## About this exercise
Write out every line below that includes the word "EnumIter".

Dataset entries

== Segment start ==

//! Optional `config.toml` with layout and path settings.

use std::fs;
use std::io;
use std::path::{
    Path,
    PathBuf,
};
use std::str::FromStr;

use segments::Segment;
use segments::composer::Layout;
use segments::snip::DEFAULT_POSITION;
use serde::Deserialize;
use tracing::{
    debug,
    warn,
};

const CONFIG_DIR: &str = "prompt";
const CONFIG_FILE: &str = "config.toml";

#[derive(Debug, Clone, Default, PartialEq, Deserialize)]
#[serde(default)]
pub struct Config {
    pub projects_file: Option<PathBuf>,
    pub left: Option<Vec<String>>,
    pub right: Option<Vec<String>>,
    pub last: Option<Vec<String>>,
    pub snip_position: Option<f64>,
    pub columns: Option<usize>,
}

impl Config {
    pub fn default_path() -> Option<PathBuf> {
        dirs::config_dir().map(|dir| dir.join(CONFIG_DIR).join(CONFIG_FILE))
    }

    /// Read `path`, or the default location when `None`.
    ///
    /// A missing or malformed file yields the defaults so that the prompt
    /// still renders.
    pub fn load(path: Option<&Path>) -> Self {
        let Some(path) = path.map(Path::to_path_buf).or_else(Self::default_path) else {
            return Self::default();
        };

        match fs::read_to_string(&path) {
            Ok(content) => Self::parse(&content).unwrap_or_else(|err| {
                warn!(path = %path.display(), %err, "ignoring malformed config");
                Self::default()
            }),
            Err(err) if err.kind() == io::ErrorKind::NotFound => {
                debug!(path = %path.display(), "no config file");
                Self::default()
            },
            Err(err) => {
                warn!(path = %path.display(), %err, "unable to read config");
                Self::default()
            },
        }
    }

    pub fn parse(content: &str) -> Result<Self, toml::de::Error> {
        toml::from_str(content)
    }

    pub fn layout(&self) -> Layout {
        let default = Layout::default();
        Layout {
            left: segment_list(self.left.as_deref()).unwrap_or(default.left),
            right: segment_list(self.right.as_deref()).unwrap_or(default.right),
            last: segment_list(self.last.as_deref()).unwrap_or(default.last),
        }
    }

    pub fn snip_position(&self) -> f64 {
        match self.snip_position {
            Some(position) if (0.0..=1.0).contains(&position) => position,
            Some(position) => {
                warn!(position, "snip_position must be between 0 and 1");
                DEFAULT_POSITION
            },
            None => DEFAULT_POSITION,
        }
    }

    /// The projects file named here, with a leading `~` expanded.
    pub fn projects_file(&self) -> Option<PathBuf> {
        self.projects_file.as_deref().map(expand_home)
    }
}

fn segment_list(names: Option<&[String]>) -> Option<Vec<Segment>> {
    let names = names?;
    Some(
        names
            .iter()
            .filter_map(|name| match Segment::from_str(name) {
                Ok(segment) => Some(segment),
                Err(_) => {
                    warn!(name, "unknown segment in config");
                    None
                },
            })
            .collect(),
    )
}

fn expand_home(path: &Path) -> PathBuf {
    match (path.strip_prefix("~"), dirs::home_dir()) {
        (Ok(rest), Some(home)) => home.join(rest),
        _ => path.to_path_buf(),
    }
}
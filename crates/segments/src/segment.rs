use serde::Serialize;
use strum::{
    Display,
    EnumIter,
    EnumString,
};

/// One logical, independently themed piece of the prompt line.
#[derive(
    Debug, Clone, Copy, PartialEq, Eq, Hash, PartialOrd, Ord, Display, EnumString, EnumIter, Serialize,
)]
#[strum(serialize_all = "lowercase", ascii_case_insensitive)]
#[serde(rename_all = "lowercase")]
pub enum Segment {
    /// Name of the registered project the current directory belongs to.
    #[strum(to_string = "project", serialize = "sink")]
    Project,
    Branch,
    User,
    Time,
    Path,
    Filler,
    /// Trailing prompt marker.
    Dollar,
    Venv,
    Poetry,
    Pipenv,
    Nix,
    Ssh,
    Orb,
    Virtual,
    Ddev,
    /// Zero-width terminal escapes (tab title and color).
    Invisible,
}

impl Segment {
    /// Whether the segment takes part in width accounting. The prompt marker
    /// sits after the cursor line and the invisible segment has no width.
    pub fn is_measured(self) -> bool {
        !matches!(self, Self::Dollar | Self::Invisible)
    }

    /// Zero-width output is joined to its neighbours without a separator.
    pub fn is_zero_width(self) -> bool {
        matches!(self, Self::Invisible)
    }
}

== Segment end ==

## Answer to the problem
    EnumIter,
    Debug, Clone, Copy, PartialEq, Eq, Hash, PartialOrd, Ord, Display, EnumString, EnumIter, Serialize,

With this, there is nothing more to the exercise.